Klar, die ganze Sache ist juristisch verjährt, und in Regensburg treffen sich heute nur noch die Touristen. Die Vorgänge zeigen aber, dass das Manipulieren und Überwachen von Kommunikation durch jene, die sowohl die Macht und als auch die Gelegenheit dazu haben, eine lange Tradition hat. Eine gesellschaftliche Dimension kommt durch den Umstand hinzu, dass Kommunikation neben der Übermittlung von Botschaften parallel die Beziehung zwischen Sender und Empfänger formt.

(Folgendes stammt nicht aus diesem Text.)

//! Context budgeting for text replayed into prompts.
//!
//! Both the running chapter context and the agent transcript grow with every
//! step. They are cut back to the most recent items that fit a character and
//! item budget; older items are dropped or digested by the caller.

use tracing::debug;

#[derive(Debug, Clone, Copy, PartialEq, Eq)]
pub struct ContextBudget {
    pub max_chars: usize,
    pub max_items: usize,
}

impl ContextBudget {
    pub fn new(max_chars: usize, max_items: usize) -> Self {
        Self {
            max_chars,
            max_items,
        }
    }

    /// Start index of the longest suffix of `items` that fits the budget.
    ///
    /// Returns `items.len()` when not even the last item fits.
    pub fn fit_recent<T>(&self, items: &[T], len: impl Fn(&T) -> usize) -> usize {
        let mut used = 0usize;
        let mut start = items.len();

        for (idx, item) in items.iter().enumerate().rev() {
            if items.len() - idx > self.max_items {
                break;
            }
            let item_len = len(item);
            if used.saturating_add(item_len) > self.max_chars {
                break;
            }
            used += item_len;
            start = idx;
        }

        if start > 0 {
            debug!(
                kept = items.len() - start,
                dropped = start,
                max_chars = self.max_chars,
                "context budget exceeded, keeping most recent items"
            );
        }
        start
    }
}
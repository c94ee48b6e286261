use serde::{Deserialize, Serialize};
use std::fmt;

#[derive(Debug, Clone, Copy, PartialEq, Eq, Serialize, Deserialize)]
#[serde(rename_all = "lowercase")]
pub enum Role {
    User,
    Agent,
}

impl fmt::Display for Role {
    fn fmt(&self, f: &mut fmt::Formatter<'_>) -> fmt::Result {
        match self {
            Role::User => write!(f, "User"),
            Role::Agent => write!(f, "Assistant"),
        }
    }
}

/// One entry of the append-only session transcript.
#[derive(Debug, Clone, PartialEq, Eq, Serialize, Deserialize)]
pub struct ConversationTurn {
    pub role: Role,
    pub content: String,
    #[serde(default)]
    pub requested_files: Vec<String>,
}

impl ConversationTurn {
    pub fn user(content: impl Into<String>) -> Self {
        Self {
            role: Role::User,
            content: content.into(),
            requested_files: Vec::new(),
        }
    }

    pub fn agent(content: impl Into<String>, requested_files: Vec<String>) -> Self {
        Self {
            role: Role::Agent,
            content: content.into(),
            requested_files,
        }
    }

    /// Rendered form used when replaying the transcript into a prompt.
    pub fn render(&self) -> String {
        if self.requested_files.is_empty() {
            format!("{}: {}", self.role, self.content.trim())
        } else {
            format!(
                "{}: {}\n(requested: {})",
                self.role,
                self.content.trim(),
                self.requested_files.join(", ")
            )
        }
    }
}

Ein angehender Politikwissenschaftler könnte in seiner Masterarbeit mal untersuchen, warum es 2015 wieder mehrheitlich Bayern sind, die ihre derben Finger nach dem freien Austausch von Nachrichten ausstrecken. Nach jeder verabscheuungswürdigen Gewalttat schallt der Ruf nach Wiedereinführung der anlasslosen Vorratsdatenspeicherung – ganz so, als könnte diese die Attentäter aufhalten. Die Begründung, man könne damit zumindest nach einer Tat Komplizen fassen, greift auch zu kurz: Anhand von Verbindungsdaten lässt sich nur sagen, dass zwei Leute kommuniziert haben, nicht aber, ob der Inhalt kriminell war.

Der Kardinal von Lamberg konnte sich wegen der Schikanen beim bayrischen Reichtagsgesandten nur beschweren – trotz aller kaiserlichen Macht auf dem Papier. Ähnlich verloren steht heute der von Überwachung bedrohte Souverän, das Volk, da. Beschwert euch wenigstens!